Post n°116 pubblicato il 07 Dicembre 2009 da guerrinob

L'ora africana più bella è quella del tramonto. L'aria rinfresca e le zanzare non sono ancora entrate in azione. Me la godo sempre nelle vicinanze del pozzo, dove si radunano  donne e  bambini. Questi si contendono la possibilità di starmi più vicino possibile, possibilmente addosso.

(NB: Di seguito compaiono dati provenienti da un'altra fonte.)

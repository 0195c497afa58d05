//! Presentation-layer vocabulary.
//!
//! The core never performs environment lookups itself. The embedding shell
//! resolves its element references once at setup and hands the table in;
//! afterwards the core only speaks in terms of `ElementId`, emits
//! `StageCommand`s for the shell to execute, and receives one-shot
//! `transition_end` signals identified by `AnimationName`.

/// Identifies a presentation element the core may reference in commands.
///
#[derive(Debug, Clone, Copy, PartialEq, Eq, Hash)]
pub enum ElementId {
    Navbar,
    DetailContent,
    TimelineContainer,
    SkillsPanel,
    CircleWrapper,
    BowlLid,
    PersonFigure,
    NarrativeText,
    LeftEye,
    RightEye,
    LeftEyeText,
    RightEyeText,
    LoadingIndicator,
}

/// Names of declared visual transitions. The shell fires `transition_end`
/// with the matching name exactly once per started animation; the core
/// treats that signal as the sole source of truth for completion.
///
#[derive(Debug, Clone, Copy, PartialEq, Eq)]
pub enum AnimationName {
    BallDrop,
    LidClose,
    TransformToBody,
    RestoreToCircle,
    TextRotate,
    MoveLeft,
    MoveRight,
    EyeAppear,
}

/// Instruction for the presentation layer, produced by event handlers.
/// Commands are applied in order, synchronously, before the next frame.
///
#[derive(Debug, Clone, PartialEq)]
pub enum StageCommand {
    /// Start a declared animation on an element.
    Animate {
        element: ElementId,
        animation: AnimationName,
    },
    /// Remove every animation marker from an element, restoring its
    /// pre-animation baseline.
    ClearAnimations { element: ElementId },
    /// Replace an element's text content.
    SetText { element: ElementId, text: String },
    /// Set an element's opacity directly (no transition).
    SetOpacity { element: ElementId, opacity: f64 },
    /// Create an element that does not exist yet.
    Spawn { element: ElementId },
    /// Detach an element from its wrapper so it can move independently.
    Promote { element: ElementId },
}

/// Resolved references the shell found at setup. Optional entries cover the
/// degraded case where an expected element is absent; the affected operation
/// logs and is skipped rather than failing.
///
#[derive(Debug, Clone, Copy, PartialEq)]
pub struct StageRefs {
    /// Vertical screen-space center of the navigation bar, in pixels from
    /// the top of the window. `None` when the navbar is missing.
    pub navbar_center_y: Option<f64>,
}

impl StageRefs {
    pub fn new(navbar_center_y: Option<f64>) -> Self {
        StageRefs { navbar_center_y }
    }
}

impl Default for StageRefs {
    fn default() -> Self {
        StageRefs {
            navbar_center_y: None,
        }
    }
}
impl State {
    /// Return new instance with the content event sender. The camera starts
    /// on the pre-load frustum; resize and geometry-load events refine it.
    ///
    pub fn new(content_sender: ContentEventSender) -> State {
        let viewport = Viewport::new(1920.0, 1080.0);
        State {
            content_sender,
            rotation: RotationStateMachine::new(),
            gesture: GestureRecognizer::new(),
            focus: FocusController::new(),
            sequencer: PhaseSequencer::new(),
            tracker: ScrollProgressTracker::new(),
            viewport,
            camera: OrthoCamera::new(viewport),
            refs: StageRefs::default(),
            geometry: None,
            load_progress: 0.0,
            load_failed: false,
            navbar_visible: false,
            projects: vec![],
            project_titles: HashMap::new(),
            project_details: HashMap::new(),
            contact_html: None,
            timeline_reveals: vec![],
            pending_commands: vec![],
        }
    }

    // ---- pointer input ----------------------------------------------------

    /// Process one pointer-move sample in normalized device coordinates.
    /// Updates hover state, navbar visibility, and feeds the gesture
    /// recognizer; an accepted leftward gesture advances the section cycle.
    ///
    pub fn handle_pointer_move(&mut self, x: f64, y: f64, hit: bool, now_ms: f64) {
        self.gesture.set_hovering(hit);
        self.navbar_visible = x.abs() < CENTER_AREA_SIZE && y.abs() < CENTER_AREA_SIZE;

        let busy = self.rotation.is_rotating()
            || self.focus.is_focused()
            || self.focus.is_transitioning();
        if self.gesture.on_pointer_move(x, busy, now_ms) && self.rotation.advance() {
            info!(
                "Gesture advanced navigation to {:?}.",
                self.rotation.target_section()
            );
        }
    }

    /// The pointer left the window: clear hover and hide the navbar.
    ///
    pub fn handle_pointer_left(&mut self) {
        self.gesture.set_hovering(false);
        self.navbar_visible = false;
    }

    /// A click on the emblem toggles the focused (detail) view. Clicks while
    /// a rotation or focus transition is playing are ignored.
    ///
    pub fn handle_click(&mut self, hit: bool) {
        if !hit {
            return;
        }
        if self.rotation.is_rotating() || self.focus.is_transitioning() {
            debug!("Ignoring click during an active transition.");
            return;
        }

        if self.focus.is_focused() {
            self.focus.exit();
            self.sequencer.detach();
        } else if self.focus.enter(&self.camera, self.viewport, &self.refs) {
            let section = self.rotation.current_section();
            if let Err(e) = self.dispatch_section_content(section) {
                error!("Failed to dispatch content for {:?}: {}", section, e);
            }
            self.arm_sequence_for(section);
        }
    }

    /// Direct section jump from the navigation bar. Ignored mid-rotation;
    /// enters the focused view first when not already in it.
    ///
    pub fn handle_nav_click(&mut self, section: Section) -> Result<(), StateError> {
        if self.rotation.is_rotating() {
            debug!("Ignoring navigation click while rotating.");
            return Ok(());
        }

        if !self.focus.is_focused() {
            self.focus.enter(&self.camera, self.viewport, &self.refs);
        }
        if self.rotation.switch_to(section) || self.rotation.current_section() == section {
            self.dispatch_section_content(section)?;
            self.arm_sequence_for(section);
        }
        Ok(())
    }

    // ---- scroll input -----------------------------------------------------

    /// Feed one wheel event to the phase sequencer. The outcome tells the
    /// embedder whether to suppress default scrolling and carries the stage
    /// commands the step fired; wheel commands travel only in the outcome,
    /// never through `drain_commands`, so each is applied exactly once.
    ///
    pub fn handle_wheel(&mut self, delta_y: f64) -> WheelOutcome {
        self.sequencer.on_wheel(delta_y)
    }

    /// Feed document scroll metrics and reveal-anchor positions: advances
    /// the page ratchet, the sequencer's reveal phases, and the per-entry
    /// timeline reveal.
    ///
    pub fn handle_scrolled(&mut self, metrics: &ScrollMetrics, anchors: &RevealAnchors) {
        self.tracker.on_scroll(
            metrics.scroll_top,
            metrics.viewport_height,
            metrics.content_height,
        );

        let commands =
            self.sequencer
                .on_reveal(anchors.skills_top, anchors.wrapper_top, metrics.viewport_height);
        self.pending_commands.extend(commands);

        self.timeline_reveals = anchors
            .entry_tops
            .iter()
            .zip(crate::content::TIMELINE_ENTRIES.iter())
            .map(|(top, entry)| {
                entry_reveal(
                    *top,
                    metrics.viewport_height,
                    entry.line_count,
                    entry.side == crate::content::TimelineSide::Right,
                )
            })
            .collect();
    }

    // ---- presentation-layer signals ---------------------------------------

    /// One-shot animation-finished signal from the presentation layer.
    ///
    pub fn handle_transition_end(&mut self, element: ElementId, animation: AnimationName) {
        self.sequencer.on_transition_end(element, animation);
    }

    /// Take the stage commands accumulated since the last drain. The
    /// embedder applies them in order before the next frame.
    ///
    pub fn drain_commands(&mut self) -> Vec<StageCommand> {
        std::mem::take(&mut self.pending_commands)
    }

    // ---- asset loader callbacks -------------------------------------------

    pub fn on_load_progress(&mut self, fraction: f64) {
        self.load_progress = fraction.clamp(0.0, 1.0);
    }

    /// The emblem geometry finished loading: refit the camera frustum around
    /// its bounding dimensions.
    ///
    pub fn on_geometry_loaded(&mut self, bounds: GeometryBounds) {
        info!(
            "Emblem geometry loaded, max dimension {:.2}.",
            bounds.max_dimension()
        );
        self.geometry = Some(bounds);
        self.load_progress = 1.0;
        self.camera.fit_to_bounds(bounds, self.viewport);
    }

    /// The asset loader failed. Non-fatal: a static message is surfaced and
    /// the rest of the presentation keeps running.
    ///
    pub fn on_load_failed(&mut self, error: &str) {
        error!("Emblem asset failed to load: {}", error);
        self.load_failed = true;
    }

    // ---- window wiring ----------------------------------------------------

    pub fn on_resize(&mut self, viewport: Viewport) {
        self.viewport = viewport;
        self.camera.resize(viewport);
    }

    /// Install the resolved element-reference table built by the shell at
    /// setup.
    ///
    pub fn set_stage_refs(&mut self, refs: StageRefs) {
        self.refs = refs;
    }

    // ---- frame tick -------------------------------------------------------

    /// Advance every interpolated quantity one frame and return the render
    /// snapshot. This never originates state changes beyond interpolation.
    ///
    pub fn tick(&mut self, now_ms: f64) -> FrameSnapshot {
        self.rotation.tick();
        if self.gesture.is_hovering_target() && !self.focus.is_focused() {
            self.rotation.apply_hover_wobble(now_ms);
        }

        self.focus.tick();
        if self.gesture.is_hovering_target() && self.focus.is_focused() {
            self.focus.apply_hover_boost();
        }

        FrameSnapshot {
            angles: self.rotation.angles(),
            scale: self.focus.scale(),
            position: self.focus.position(),
            nav_label: self.nav_label(),
            navbar_visible: self.navbar_visible,
            focused: self.focus.is_focused(),
            camera_controls_enabled: self.focus.camera_controls_enabled(),
            load_progress: self.load_progress,
            load_error: self.load_failed.then_some(LOAD_ERROR_MESSAGE),
            page_progress: self.tracker.progress(),
        }
    }

    /// Cross-faded navigation label: the outgoing label fades out over the
    /// first half of the turn, the incoming label fades in over the second.
    ///
    fn nav_label(&self) -> NavLabel {
        let progress = self.rotation.progress();
        if progress < 0.5 {
            NavLabel {
                text: self.rotation.current_section().label(),
                opacity: 1.0 - progress * 2.0,
            }
        } else {
            NavLabel {
                text: self.rotation.target_section().label(),
                opacity: (progress - 0.5) * 2.0,
            }
        }
    }

    // ---- content ----------------------------------------------------------

    /// Queue the lazy content fetches a section needs when its detail view
    /// opens. Identity content is fixed product data; works and contact are
    /// fetched once and cached.
    ///
    fn dispatch_section_content(&mut self, section: Section) -> Result<(), StateError> {
        match section {
            Section::Identity => {
                self.tracker.reset();
                self.timeline_reveals.clear();
            }
            Section::Works => {
                if self.projects.is_empty() {
                    self.send_content_event(NetworkEvent::ProjectManifest)?;
                    self.send_content_event(NetworkEvent::ProjectTitles)?;
                }
            }
            Section::Contact => {
                if self.contact_html.is_none() {
                    self.send_content_event(NetworkEvent::ContactFragment)?;
                }
            }
        }
        Ok(())
    }

    /// Request a project's detail fragment; the detail view shows the
    /// placeholder until the handler writes the body back.
    ///
    pub fn request_project_detail(&mut self, id: &str) -> Result<(), StateError> {
        if self.project_details.contains_key(id) {
            return Ok(());
        }
        self.project_details
            .insert(id.to_owned(), crate::content::LOADING_PLACEHOLDER.to_owned());
        self.send_content_event(NetworkEvent::ProjectDetail { id: id.to_owned() })
    }

    fn send_content_event(&self, event: NetworkEvent) -> Result<(), StateError> {
        self.content_sender
            .send(event)
            .map_err(|_| StateError::ContentChannelClosed)
    }

    /// Attach the phase sequence for the identity section, detach it for the
    /// others. The phase counter resets to 0 on every attach.
    ///
    fn arm_sequence_for(&mut self, section: Section) {
        if section == Section::Identity {
            self.sequencer.attach();
        } else {
            self.sequencer.detach();
        }
    }

    // ---- accessors and setters --------------------------------------------

    pub fn is_hovering(&self) -> bool {
        self.gesture.is_hovering_target()
    }

    pub fn is_focused(&self) -> bool {
        self.focus.is_focused()
    }

    pub fn is_navbar_visible(&self) -> bool {
        self.navbar_visible
    }

    pub fn current_section(&self) -> Section {
        self.rotation.current_section()
    }

    pub fn target_section(&self) -> Section {
        self.rotation.target_section()
    }

    pub fn phase(&self) -> u8 {
        self.sequencer.phase()
    }

    pub fn page_progress(&self) -> f64 {
        self.tracker.progress()
    }

    pub fn timeline_reveals(&self) -> &[EntryReveal] {
        &self.timeline_reveals
    }

    pub fn projects(&self) -> &[ProjectEntry] {
        &self.projects
    }

    pub fn set_projects(&mut self, projects: Vec<ProjectEntry>) {
        self.projects = projects;
    }

    pub fn project_title(&self, id: &str) -> Option<&str> {
        self.project_titles.get(id).map(String::as_str)
    }

    pub fn set_project_title(&mut self, id: &str, title: String) {
        self.project_titles.insert(id.to_owned(), title);
    }

    pub fn project_detail(&self, id: &str) -> Option<&str> {
        self.project_details.get(id).map(String::as_str)
    }

    pub fn set_project_detail(&mut self, id: &str, body: String) {
        self.project_details.insert(id.to_owned(), body);
    }

    pub fn contact_html(&self) -> Option<&str> {
        self.contact_html.as_deref()
    }

    pub fn set_contact_html(&mut self, body: String) {
        self.contact_html = Some(body);
    }
}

Arriva Ze, con la corporatura di un metalmeccanico veneto. Mi fa capire che ha delle piantine di pulga. Mi accompagna nel cortile della sua moranza dove vedo delle meravigliose piantine di trenta, quaranta centimetri. Sono cresciute spontaneamente in un angolo, dove erano stati depositati dei rami con frutto. Mi dice di prenderle tutte. Dico che fa sera e verrò domani. Lui domani ha un impegno di lavoro, ma di fare io liberamente. Lo ringrazierò con un paio di sapato, visto che le sue infradito hanno due buchi, che superano in percentuale la superficie residua della suola.

Dopo cena, di solito, cerchiamo di stazionare negli angoli ventilati. Un po' di brezza ci attira fuori dal caldo delle stanze a farci pungere dalle zanzare.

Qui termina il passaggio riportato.